McSweeney made a splash not 45 minutes from Belfast airport in the first episode, with a spot of “stand-up paddleboarding” on Strangford Lough. (Imagine standing – or, the way it went when I tried it, semi-squatting anxiously – on a giant surfboard, with a single oversized oar.) Not even my flailings could much disturb the serene, hill-fringed beauty of this vast sea loch, though, and the kitten-cute seals, pretty little jellyfish and elegant eider ducks went about their business unbothered, though the latter’s honks may have carried a grace note of derision (strangfordloughactivitycentre.com).
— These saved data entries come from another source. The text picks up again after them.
//! quoteflow-connector-lib: Quote ingestion runtime components
//!
//! Connects to the Yahoo Finance streamer, routes each quote to the topic of
//! its asset class, validates and encodes it against the registered schema,
//! and publishes it on the bus.

pub mod binding;
pub mod classifier;
pub mod config;
pub mod encoder;
pub mod enricher;
pub mod error;
pub mod message;
pub mod metrics;
pub mod publisher;
pub mod runner;
pub mod server;
pub mod state;
pub mod traits;
pub mod writer;
pub mod yahoo;

pub use binding::{TopicBinding, TopicBindings};
pub use classifier::Classifier;
pub use config::Config;
pub use encoder::{filter, RawRecord, SchemaEncoder};
pub use enricher::{Enricher, SOURCE_API};
pub use error::{ConfigError, ConnectorError, EncodeError, PipelineError};
pub use message::Message;
pub use publisher::{delivery_logger, FlushPolicy, Publisher};
pub use runner::Runner;
pub use server::{create_router, run_server, ServerState};
pub use state::{FeedState, FeedStateHandle};
pub use traits::{Connector, TimestampedRecord, Writer};
pub use writer::PipelineWriter;
pub use yahoo::{YahooConnector, YAHOO_WS_URL};
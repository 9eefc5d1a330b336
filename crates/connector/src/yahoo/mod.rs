//! Yahoo Finance streamer connector
//!
//! Subscribes to quote updates for stocks, crypto and currency pairs over the
//! public streamer WebSocket.

pub mod connector;
pub mod messages;
pub mod websocket;

pub use connector::YahooConnector;
pub use messages::{decode_frame, PricingData, YahooDecodeError};
pub use websocket::{YahooWebSocket, YahooWebSocketError, YAHOO_WS_URL};
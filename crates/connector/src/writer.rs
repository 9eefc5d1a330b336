//! Per-record pipeline: classify, filter, enrich, encode, publish

use async_trait::async_trait;
use quoteflow_middleware::{elapsed, BusMessage};
use serde_json::Value;
use tracing::{debug, info};

use crate::classifier::Classifier;
use crate::encoder::{filter, SchemaEncoder};
use crate::enricher::{Enricher, EVENT_ID_FIELD};
use crate::error::PipelineError;
use crate::message::Message;
use crate::metrics;
use crate::publisher::Publisher;
use crate::traits::Writer;

pub struct PipelineWriter {
    classifier: Classifier,
    enricher: Enricher,
    publisher: Publisher,
}

impl PipelineWriter {
    pub fn new(classifier: Classifier, enricher: Enricher, publisher: Publisher) -> Self {
        Self {
            classifier,
            enricher,
            publisher,
        }
    }
}

#[async_trait]
impl Writer for PipelineWriter {
    async fn write(&mut self, msg: &Message) -> Result<(), PipelineError> {
        let record = msg
            .record
            .as_object()
            .ok_or_else(|| PipelineError::MalformedRecord("record is not an object".to_string()))?;
        let id = record
            .get("id")
            .and_then(Value::as_str)
            .ok_or_else(|| PipelineError::MalformedRecord("record has no string id".to_string()))?;

        let (asset_class, binding) = self.classifier.route(id)?;

        let enriched = self.enricher.enrich(id, filter(record, &binding.field_names));
        let payload = SchemaEncoder::encode(&enriched, binding)?;

        let mut bus_msg = BusMessage::new(binding.topic.as_str(), id, payload);
        if let Some(event_id) = enriched.get(EVENT_ID_FIELD).and_then(Value::as_str) {
            bus_msg = bus_msg.with_correlation_id(event_id);
        }
        let topic = binding.topic.clone();

        self.publisher.publish(bus_msg).await?;

        metrics::observe_pipeline_duration(&topic, elapsed(msg.tsc).as_secs_f64());
        debug!(id = %id, asset_class = %asset_class, topic = %topic, "Record published");
        Ok(())
    }

    async fn close(&mut self) -> Result<(), PipelineError> {
        info!(in_flight = self.publisher.in_flight(), "Flushing publisher");
        self.publisher.flush().await?;
        Ok(())
    }
}

#[cfg(test)]
pub(crate) mod tests {
    use super::*;
    use crate::binding::tests::stocks_binding;
    use crate::binding::TopicBindings;
    use crate::encoder::unframe;
    use crate::publisher::FlushPolicy;
    use chrono::{TimeZone, Utc};
    use quoteflow_metadata::InstrumentRegistry;
    use quoteflow_middleware::InMemoryBus;
    use serde_json::json;
    use std::sync::Arc;
    use std::time::Duration;

    pub(crate) fn pipeline(bus: Arc<InMemoryBus>) -> PipelineWriter {
        let instruments = InstrumentRegistry::from_json_str(
            r#"{"AAPL": {"type": "stocks"}, "BTC-USD": {"type": "crypto"}}"#,
        )
        .unwrap();
        let classifier = Classifier::new(
            Arc::new(instruments),
            Arc::new(TopicBindings::from_bindings([stocks_binding()])),
        );
        let enricher = Enricher::with_clock(Arc::new(|| {
            Utc.timestamp_opt(1_700_000_000, 0).single().unwrap()
        }));
        let publisher = Publisher::new(bus, FlushPolicy::PerRecord, Duration::from_secs(1));
        PipelineWriter::new(classifier, enricher, publisher)
    }

    #[tokio::test]
    async fn test_aapl_record_is_published_to_stocks() {
        let bus = Arc::new(InMemoryBus::new());
        let mut writer = pipeline(bus.clone());

        let msg = Message::new(
            "yahoo",
            json!({"id": "AAPL", "price": 189.95, "marketHours": 1, "dayVolume": 1000}),
        );
        writer.write(&msg).await.unwrap();

        let published = bus.messages("stocks");
        assert_eq!(published.len(), 1);
        assert_eq!(published[0].key, "AAPL");
        assert_eq!(
            published[0].correlation_id.as_deref(),
            Some("39e6bd7a-909e-559d-a04c-420f63b1fe41")
        );
        assert_eq!(unframe(&published[0].payload).unwrap().0, 7);

        let decoded = SchemaEncoder::decode(&published[0].payload, &stocks_binding()).unwrap();
        assert_eq!(decoded["id"], "AAPL");
        assert_eq!(decoded["price"], 189.95);
        assert_eq!(decoded["ingestion_ts"], 1_700_000_000_000i64);
        assert_eq!(decoded["source_api"], "YahooFinance");
        assert!(!decoded.contains_key("marketHours"));
        assert!(!decoded.contains_key("dayVolume"));
    }

    #[tokio::test]
    async fn test_unknown_instrument_publishes_nothing() {
        let bus = Arc::new(InMemoryBus::new());
        let mut writer = pipeline(bus.clone());

        let err = writer
            .write(&Message::new("yahoo", json!({"id": "ZZZZ", "price": 1.0})))
            .await
            .unwrap_err();

        assert!(matches!(err, PipelineError::UnknownInstrument(ref id) if id == "ZZZZ"));
        assert!(bus.delivered().is_empty());
    }

    #[tokio::test]
    async fn test_malformed_records() {
        let bus = Arc::new(InMemoryBus::new());
        let mut writer = pipeline(bus.clone());

        for record in [json!({"price": 1.0}), json!({"id": 5}), json!("AAPL")] {
            let err = writer.write(&Message::new("yahoo", record)).await.unwrap_err();
            assert_eq!(err.reason(), "malformed_record");
        }
        assert!(bus.delivered().is_empty());
    }

    #[tokio::test]
    async fn test_schema_violation_is_encoding_error() {
        let bus = Arc::new(InMemoryBus::new());
        let mut writer = pipeline(bus.clone());

        let err = writer
            .write(&Message::new("yahoo", json!({"id": "AAPL", "price": "n/a"})))
            .await
            .unwrap_err();
        assert_eq!(err.reason(), "encoding_error");
    }

    #[tokio::test]
    async fn test_missing_binding() {
        let bus = Arc::new(InMemoryBus::new());
        let mut writer = pipeline(bus.clone());

        let err = writer
            .write(&Message::new("yahoo", json!({"id": "BTC-USD", "price": 37000.5})))
            .await
            .unwrap_err();
        assert_eq!(err.reason(), "missing_binding");
    }
}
The Lough was the main location for James Nesbitt’s Bloodlands; but further down the rolling road you come to the Mourne Mountains, inspiration for a rather more wholesome saga (“my idea of Narnia”, CS Lewis once wrote to his brother). There are strolls on the range’s winsomely sheep-nibbled lower skirts, and hikes on its broodingly handsome higher slopes – though Game ofThrones fans may struggle to leave Strangford, where part of the National Trust’s stately Castle Ward stood in for Winterfell (nationaltrust.org.uk/castle-ward).
The eccentric 18th-century mansion is woven with plenty of fantastic (non-fictional!) stories, too – and plenty more places like it are scattered across Northern Ireland. McSweeney liked it so much she dressed in the chatelaine’s finery and tried to move in, but I felt more at home at Glenarm Castle in Antrim (glenarmcastle.com). Its walled garden must be one of the most decorous in the British Isles; and, because it still belongs to the Earl of Antrim, it feels a bit “freer” than a National Trust property (champagne tea in the main house… gourmet pizza in the stables… glamping pods in the grounds).
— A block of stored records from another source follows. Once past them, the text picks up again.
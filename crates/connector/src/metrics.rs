//! Prometheus metrics for the ingestion pipeline

use once_cell::sync::Lazy;
use prometheus::{
    register_histogram_vec, register_int_counter, register_int_counter_vec, register_int_gauge,
    Encoder, HistogramVec, IntCounter, IntCounterVec, IntGauge, TextEncoder,
};

const LABEL_TOPIC: &str = "topic";
const LABEL_REASON: &str = "reason";
const LABEL_RESULT: &str = "result";

static RECORDS_RECEIVED: Lazy<IntCounter> = Lazy::new(|| {
    register_int_counter!(
        "quoteflow_records_received_total",
        "Records received from the feed"
    )
    .expect("Failed to register records_received_total metric")
});

static RECORDS_PUBLISHED: Lazy<IntCounterVec> = Lazy::new(|| {
    register_int_counter_vec!(
        "quoteflow_records_published_total",
        "Records enqueued on the bus per topic",
        &[LABEL_TOPIC]
    )
    .expect("Failed to register records_published_total metric")
});

static RECORDS_DROPPED: Lazy<IntCounterVec> = Lazy::new(|| {
    register_int_counter_vec!(
        "quoteflow_records_dropped_total",
        "Records dropped before reaching the bus",
        &[LABEL_REASON]
    )
    .expect("Failed to register records_dropped_total metric")
});

static DELIVERIES: Lazy<IntCounterVec> = Lazy::new(|| {
    register_int_counter_vec!(
        "quoteflow_deliveries_total",
        "Broker delivery reports by outcome",
        &[LABEL_RESULT]
    )
    .expect("Failed to register deliveries_total metric")
});

static FEED_CONNECTED: Lazy<IntGauge> = Lazy::new(|| {
    register_int_gauge!(
        "quoteflow_feed_connected",
        "Feed session status (1=listening, 0=not listening)"
    )
    .expect("Failed to register feed_connected metric")
});

static PIPELINE_DURATION: Lazy<HistogramVec> = Lazy::new(|| {
    register_histogram_vec!(
        "quoteflow_pipeline_duration_seconds",
        "Time from frame receive to bus enqueue",
        &[LABEL_TOPIC],
        vec![0.0001, 0.0005, 0.001, 0.005, 0.01, 0.05, 0.1, 0.5, 1.0]
    )
    .expect("Failed to register pipeline_duration_seconds metric")
});

pub fn inc_received() {
    RECORDS_RECEIVED.inc();
}

pub fn inc_published(topic: &str) {
    RECORDS_PUBLISHED.with_label_values(&[topic]).inc();
}

pub fn inc_dropped(reason: &str) {
    RECORDS_DROPPED.with_label_values(&[reason]).inc();
}

pub fn dropped_count(reason: &str) -> u64 {
    RECORDS_DROPPED.with_label_values(&[reason]).get()
}

pub fn inc_delivery(delivered: bool) {
    let result = if delivered { "delivered" } else { "failed" };
    DELIVERIES.with_label_values(&[result]).inc();
}

pub fn set_feed_connected(connected: bool) {
    FEED_CONNECTED.set(i64::from(connected));
}

pub fn observe_pipeline_duration(topic: &str, seconds: f64) {
    PIPELINE_DURATION.with_label_values(&[topic]).observe(seconds);
}

/// Encode all metrics to Prometheus text format
pub fn encode_metrics() -> Result<String, prometheus::Error> {
    let encoder = TextEncoder::new();
    let metric_families = prometheus::gather();
    let mut buffer = Vec::new();
    encoder.encode(&metric_families, &mut buffer)?;
    String::from_utf8(buffer).map_err(|e| {
        prometheus::Error::Msg(format!("Failed to encode metrics as UTF-8: {}", e))
    })
}
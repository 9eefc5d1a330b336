use async_trait::async_trait;
use std::sync::atomic::AtomicU64;
use std::sync::Arc;
use tokio::sync::mpsc;

use crate::error::{ConnectorError, PipelineError};
use crate::message::Message;

/// Decoded record paired with the TSC captured when its frame arrived
pub type TimestampedRecord = (u64, serde_json::Value);

/// Connector trait for push-based quote sources
#[async_trait]
pub trait Connector: Send + Sync {
    /// Establish the session with the data source
    async fn connect(&mut self) -> Result<(), ConnectorError>;

    /// Request updates for every instrument the connector was built with
    /// and start forwarding decoded records
    async fn subscribe(&mut self) -> Result<(), ConnectorError>;

    /// Receiver for decoded records, in arrival order. Can be taken once.
    fn messages(&mut self) -> Result<mpsc::Receiver<TimestampedRecord>, ConnectorError>;

    /// Close the connection
    async fn close(&mut self) -> Result<(), ConnectorError>;

    /// Handle to the last socket activity timestamp (epoch seconds), if tracked
    fn activity_handle(&self) -> Option<Arc<AtomicU64>> {
        None
    }
}

/// Writer trait for the per-record pipeline
#[async_trait]
pub trait Writer: Send + Sync {
    /// Process one record. Errors are per-record and never stop the feed.
    async fn write(&mut self, msg: &Message) -> Result<(), PipelineError>;

    /// Flush anything buffered and release resources
    async fn close(&mut self) -> Result<(), PipelineError>;
}
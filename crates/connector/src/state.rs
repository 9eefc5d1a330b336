//! Feed session state shared between the runner and the health server

use std::fmt;
use std::sync::atomic::{AtomicU8, Ordering};
use std::sync::Arc;

#[derive(Debug, Clone, Copy, PartialEq, Eq)]
#[repr(u8)]
pub enum FeedState {
    Disconnected = 0,
    Connecting = 1,
    Subscribed = 2,
    Listening = 3,
}

impl FeedState {
    fn from_u8(value: u8) -> Self {
        match value {
            1 => FeedState::Connecting,
            2 => FeedState::Subscribed,
            3 => FeedState::Listening,
            _ => FeedState::Disconnected,
        }
    }

    pub fn as_str(&self) -> &'static str {
        match self {
            FeedState::Disconnected => "disconnected",
            FeedState::Connecting => "connecting",
            FeedState::Subscribed => "subscribed",
            FeedState::Listening => "listening",
        }
    }
}

impl fmt::Display for FeedState {
    fn fmt(&self, f: &mut fmt::Formatter<'_>) -> fmt::Result {
        f.write_str(self.as_str())
    }
}

/// Cloneable handle to the current feed state
#[derive(Debug, Clone)]
pub struct FeedStateHandle(Arc<AtomicU8>);

impl Default for FeedStateHandle {
    fn default() -> Self {
        Self::new(FeedState::Disconnected)
    }
}

impl FeedStateHandle {
    pub fn new(state: FeedState) -> Self {
        Self(Arc::new(AtomicU8::new(state as u8)))
    }

    pub fn get(&self) -> FeedState {
        FeedState::from_u8(self.0.load(Ordering::SeqCst))
    }

    pub fn set(&self, state: FeedState) {
        self.0.store(state as u8, Ordering::SeqCst);
    }

    pub fn is_listening(&self) -> bool {
        self.get() == FeedState::Listening
    }
}
//! Asset class -> topic -> schema bindings, resolved once at startup

use apache_avro::Schema;
use quoteflow_metadata::AssetClass;
use quoteflow_registry::{ResolvedSchema, SchemaError, SchemaRegistryClient};
use std::collections::BTreeMap;
use tracing::info;

/// Destination topic of an asset class and the compiled schema its records must satisfy
#[derive(Debug, Clone)]
pub struct TopicBinding {
    pub asset_class: AssetClass,
    pub topic: String,
    pub schema_id: i32,
    pub schema_text: String,
    /// Declared field names, in schema order
    pub field_names: Vec<String>,
    pub schema: Schema,
}

impl TopicBinding {
    pub fn new(
        asset_class: AssetClass,
        topic: impl Into<String>,
        resolved: ResolvedSchema,
    ) -> Result<Self, SchemaError> {
        let schema =
            Schema::parse_str(&resolved.schema_text).map_err(|e| SchemaError::Invalid {
                subject: resolved.subject.clone(),
                reason: e.to_string(),
            })?;
        if !matches!(schema, Schema::Record(_)) {
            return Err(SchemaError::Invalid {
                subject: resolved.subject,
                reason: "value schema is not a record".to_string(),
            });
        }

        Ok(Self {
            asset_class,
            topic: topic.into(),
            schema_id: resolved.schema_id,
            schema_text: resolved.schema_text,
            field_names: resolved.field_names,
            schema,
        })
    }
}

/// Immutable set of bindings, one per configured asset class
#[derive(Debug, Clone, Default)]
pub struct TopicBindings {
    bindings: BTreeMap<AssetClass, TopicBinding>,
}

impl TopicBindings {
    pub fn from_bindings(bindings: impl IntoIterator<Item = TopicBinding>) -> Self {
        Self {
            bindings: bindings
                .into_iter()
                .map(|b| (b.asset_class, b))
                .collect(),
        }
    }

    /// Fetch the latest value schema of every topic. Any failure aborts startup.
    pub async fn resolve(
        client: &SchemaRegistryClient,
        topics: &BTreeMap<AssetClass, String>,
    ) -> Result<Self, SchemaError> {
        let mut bindings = BTreeMap::new();
        for (asset_class, topic) in topics {
            let resolved = client.resolve(topic).await?;
            let binding = TopicBinding::new(*asset_class, topic.as_str(), resolved)?;
            info!(
                asset_class = %asset_class,
                topic = %binding.topic,
                schema_id = binding.schema_id,
                "Topic binding ready"
            );
            bindings.insert(*asset_class, binding);
        }
        Ok(Self { bindings })
    }

    pub fn get(&self, asset_class: AssetClass) -> Option<&TopicBinding> {
        self.bindings.get(&asset_class)
    }

    pub fn len(&self) -> usize {
        self.bindings.len()
    }

    pub fn is_empty(&self) -> bool {
        self.bindings.is_empty()
    }
}
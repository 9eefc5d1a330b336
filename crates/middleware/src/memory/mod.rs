//! In-memory implementations for testing
pub mod bus;

pub use bus::InMemoryBus;
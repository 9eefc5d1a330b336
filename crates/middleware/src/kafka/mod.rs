//! Kafka bus backed by librdkafka
//!
//! Delivery reports arrive on the producer's polling thread and are forwarded
//! to the registered `DeliveryCallback`.

mod bus;
mod config;

pub use bus::KafkaBus;
pub use config::{KafkaConfig, DEFAULT_CLIENT_ID, DEFAULT_QUEUE_BUFFERING_MAX_MESSAGES};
Glenarm sits beside Carnlough, arguably the loveliest of the many lovely little fishing villages along the Antrim Coast. They’re interspersed with equally appealing beaches, as soft as the Med’s but with the added drama of great cliffs or dunes behind them. Best of all, they’re linked by the Causeway Coastal Route, which flirts with the shoreline for a full 70-odd miles between the stupendous ancient castles of Dunluce (where Kenneth Branagh shot chunks of 2020’s magical-criminal caper Artemis Fowl) and Carrickfergus (where Chris Pine and Hugh Grant are currently filming Dungeons and Dragons). It’s a delight to drive, but be sure to come off it for the gorgeous Torr Head Scenic Route, which winds among patchwork pastures, bonny farmhouses, fairy-tale cliffs and time-forgotten glens. After an hour or two on those roads, the Giant’s Causeway seems almost an afterthought (nationaltrust.org.uk/giants-causeway).
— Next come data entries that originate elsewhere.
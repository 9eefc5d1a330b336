//! quoteflow-connector: Quote ingestion binary
//!
//! Streams Yahoo Finance quotes, validates each against the latest registered
//! schema of its asset class topic, and publishes it to Kafka.

use anyhow::Context;
use clap::Parser;
use std::net::SocketAddr;
use std::sync::Arc;
use tokio::sync::watch;
use tracing::{error, info};
use tracing_subscriber::{layer::SubscriberExt, util::SubscriberInitExt};

use quoteflow_connector_lib::{
    delivery_logger, Classifier, Config, Connector, Enricher, PipelineWriter, Publisher, Runner,
    ServerState, TopicBindings, Writer, YahooConnector,
};
use quoteflow_middleware::BusFactory;
use quoteflow_registry::SchemaRegistryClient;

const FEED_NAME: &str = "yahoo";

#[derive(Parser, Debug)]
#[command(name = "quoteflow-connector")]
#[command(about = "Yahoo Finance to Kafka quote ingestion")]
struct Args {
    /// Health server bind address
    #[arg(long, env = "HEALTH_ADDR", default_value = "0.0.0.0:8080")]
    health_addr: SocketAddr,
}

#[tokio::main]
async fn main() -> anyhow::Result<()> {
    tracing_subscriber::registry()
        .with(tracing_subscriber::fmt::layer())
        .with(
            tracing_subscriber::EnvFilter::try_from_default_env()
                .unwrap_or_else(|_| tracing_subscriber::EnvFilter::new("info")),
        )
        .init();

    let args = Args::parse();

    let config = Config::from_env().context("invalid configuration")?;
    info!(
        bus = ?config.bus_type,
        bootstrap_servers = %config.bootstrap_servers,
        registry = %config.schema_registry_url,
        topics = ?config.topics,
        flush_policy = ?config.flush_policy,
        "Loaded configuration"
    );

    let instruments = Arc::new(
        config
            .load_instruments()
            .with_context(|| format!("loading {}", config.instruments_path.display()))?,
    );
    info!(
        count = instruments.len(),
        asset_classes = ?instruments.asset_classes(),
        "Loaded instrument table"
    );

    let registry = SchemaRegistryClient::new(&config.schema_registry_url)?;
    let bindings = Arc::new(
        TopicBindings::resolve(&registry, &config.topics)
            .await
            .context("resolving topic schemas")?,
    );

    let bus = BusFactory::create(config.bus_type, &config.kafka_config(), delivery_logger())
        .context("creating bus producer")?;

    let writer = PipelineWriter::new(
        Classifier::new(Arc::clone(&instruments), bindings),
        Enricher::new(),
        Publisher::new(bus, config.flush_policy, config.flush_timeout),
    );
    let connector = YahooConnector::new(instruments.ids(), config.ws_url.clone());

    let (shutdown_tx, shutdown_rx) = watch::channel(false);
    tokio::spawn(async move {
        tokio::signal::ctrl_c().await.ok();
        info!("Received shutdown signal");
        shutdown_tx.send(true).ok();
    });

    run_with_writer(connector, writer, args.health_addr, shutdown_rx).await
}

async fn run_with_writer<C, W>(
    connector: C,
    writer: W,
    health_addr: SocketAddr,
    shutdown_rx: watch::Receiver<bool>,
) -> anyhow::Result<()>
where
    C: Connector,
    W: Writer,
{
    let mut runner = Runner::new(FEED_NAME, connector, writer);

    let server_state = ServerState::new(FEED_NAME, runner.state_handle(), runner.activity_handle());
    tokio::spawn(async move {
        if let Err(e) = quoteflow_connector_lib::run_server(health_addr, server_state).await {
            error!(error = %e, "Health server error");
        }
    });
    info!(addr = %health_addr, "Health server started");

    match runner.run(shutdown_rx).await {
        Ok(()) => {
            info!("Connector stopped gracefully");
            Ok(())
        }
        Err(e) => {
            error!(error = %e, "Connector error");
            std::process::exit(1);
        }
    }
}
use std::collections::VecDeque;
use std::sync::atomic::{AtomicBool, Ordering};
use std::sync::{Mutex, PoisonError};
use std::time::Duration;

use async_trait::async_trait;
use dashmap::DashMap;

use crate::bus::{Bus, BusMessage, DeliveryCallback, DeliveryOutcome, DeliveryReport};
use crate::error::BusError;

const DEFAULT_CAPACITY: usize = 1024;

/// A message that received a (simulated) broker acknowledgment
#[derive(Debug, Clone, PartialEq)]
pub struct DeliveredMessage {
    pub message: BusMessage,
    pub partition: i32,
    pub offset: i64,
}

/// In-memory bus. Messages sit in a bounded pending queue until `flush`,
/// which acknowledges them in send order and fires the delivery callback.
pub struct InMemoryBus {
    capacity: usize,
    partitions: i32,
    pending: Mutex<VecDeque<BusMessage>>,
    delivered: Mutex<Vec<DeliveredMessage>>,
    offsets: DashMap<(String, i32), i64>,
    fail_deliveries: AtomicBool,
    on_delivery: Option<DeliveryCallback>,
}

impl InMemoryBus {
    pub fn new() -> Self {
        Self::with_capacity(DEFAULT_CAPACITY)
    }

    /// Bus whose pending queue rejects sends beyond `capacity`
    pub fn with_capacity(capacity: usize) -> Self {
        Self {
            capacity,
            partitions: 1,
            pending: Mutex::new(VecDeque::new()),
            delivered: Mutex::new(Vec::new()),
            offsets: DashMap::new(),
            fail_deliveries: AtomicBool::new(false),
            on_delivery: None,
        }
    }

    pub fn with_partitions(mut self, partitions: i32) -> Self {
        self.partitions = partitions.max(1);
        self
    }

    pub fn with_delivery_callback(mut self, on_delivery: DeliveryCallback) -> Self {
        self.on_delivery = Some(on_delivery);
        self
    }

    /// Make subsequent flushes report broker failures instead of acknowledgments
    pub fn set_fail_deliveries(&self, fail: bool) {
        self.fail_deliveries.store(fail, Ordering::SeqCst);
    }

    /// Acknowledged messages, in delivery order
    pub fn delivered(&self) -> Vec<DeliveredMessage> {
        self.delivered
            .lock()
            .unwrap_or_else(PoisonError::into_inner)
            .clone()
    }

    /// Acknowledged messages for one topic
    pub fn messages(&self, topic: &str) -> Vec<BusMessage> {
        self.delivered()
            .into_iter()
            .filter(|d| d.message.topic == topic)
            .map(|d| d.message)
            .collect()
    }

    pub fn pending_count(&self) -> usize {
        self.pending
            .lock()
            .unwrap_or_else(PoisonError::into_inner)
            .len()
    }

    fn partition_for(&self, key: &str) -> i32 {
        // FNV-1a keeps key -> partition stable across runs
        let mut hash: u32 = 0x811c_9dc5;
        for byte in key.as_bytes() {
            hash ^= u32::from(*byte);
            hash = hash.wrapping_mul(0x0100_0193);
        }
        (hash % self.partitions as u32) as i32
    }

    fn next_offset(&self, topic: &str, partition: i32) -> i64 {
        let mut entry = self.offsets.entry((topic.to_string(), partition)).or_insert(0);
        let offset = *entry;
        *entry += 1;
        offset
    }

    fn report(&self, report: DeliveryReport) {
        if let Some(ref on_delivery) = self.on_delivery {
            on_delivery(&report);
        }
    }
}

impl Default for InMemoryBus {
    fn default() -> Self {
        Self::new()
    }
}

#[async_trait]
impl Bus for InMemoryBus {
    fn send(&self, msg: BusMessage) -> Result<(), BusError> {
        let mut pending = self.pending.lock().unwrap_or_else(PoisonError::into_inner);
        if pending.len() >= self.capacity {
            return Err(BusError::QueueFull);
        }
        pending.push_back(msg);
        Ok(())
    }

    async fn flush(&self, _timeout: Duration) -> Result<(), BusError> {
        let drained: Vec<BusMessage> = self
            .pending
            .lock()
            .unwrap_or_else(PoisonError::into_inner)
            .drain(..)
            .collect();

        let fail = self.fail_deliveries.load(Ordering::SeqCst);
        for message in drained {
            let mut report = DeliveryReport {
                topic: message.topic.clone(),
                key: Some(message.key.clone()),
                correlation_id: message.correlation_id.clone(),
                outcome: DeliveryOutcome::Failed("simulated broker failure".to_string()),
            };

            if !fail {
                let partition = self.partition_for(&message.key);
                let offset = self.next_offset(&message.topic, partition);
                report.outcome = DeliveryOutcome::Delivered { partition, offset };
                self.delivered
                    .lock()
                    .unwrap_or_else(PoisonError::into_inner)
                    .push(DeliveredMessage {
                        message,
                        partition,
                        offset,
                    });
            }

            self.report(report);
        }
        Ok(())
    }

    fn in_flight(&self) -> usize {
        self.pending_count()
    }
}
On her trip McSweeney made the mistake of turning up during the day, when it can feel as if there’s a visitor for every single one of the 40,000 hexagonal basalt columns. But when I arrived (by good luck and bad sat-nav management) at around dusk, the crowds had evaporated like a sea mist, and the setting sun seemed to stretch a beaten-copper carpet out from the Causeway to the horizon. It was inevitable that McSweeney’s travelogue would feature the city that provided her most famous role – and Derry Girls is now such a part of the fabric of the place that it has its own gable-end mural, alongside the Bogside’s Troubles-era wall paintings.
To understand it all, and to get a sense of how the politics impacted on the ordinary people of the city, the best bet is to take a guided tour (derrycitytours.com). And by now you’re due an evening of good beer, among a welcoming crowd with infectious folk music – which can only mean Peadar O’Donnell’s, on bubbling Waterloo Street (facebook.com/Peadarsderry). Tell them Hodor sent you.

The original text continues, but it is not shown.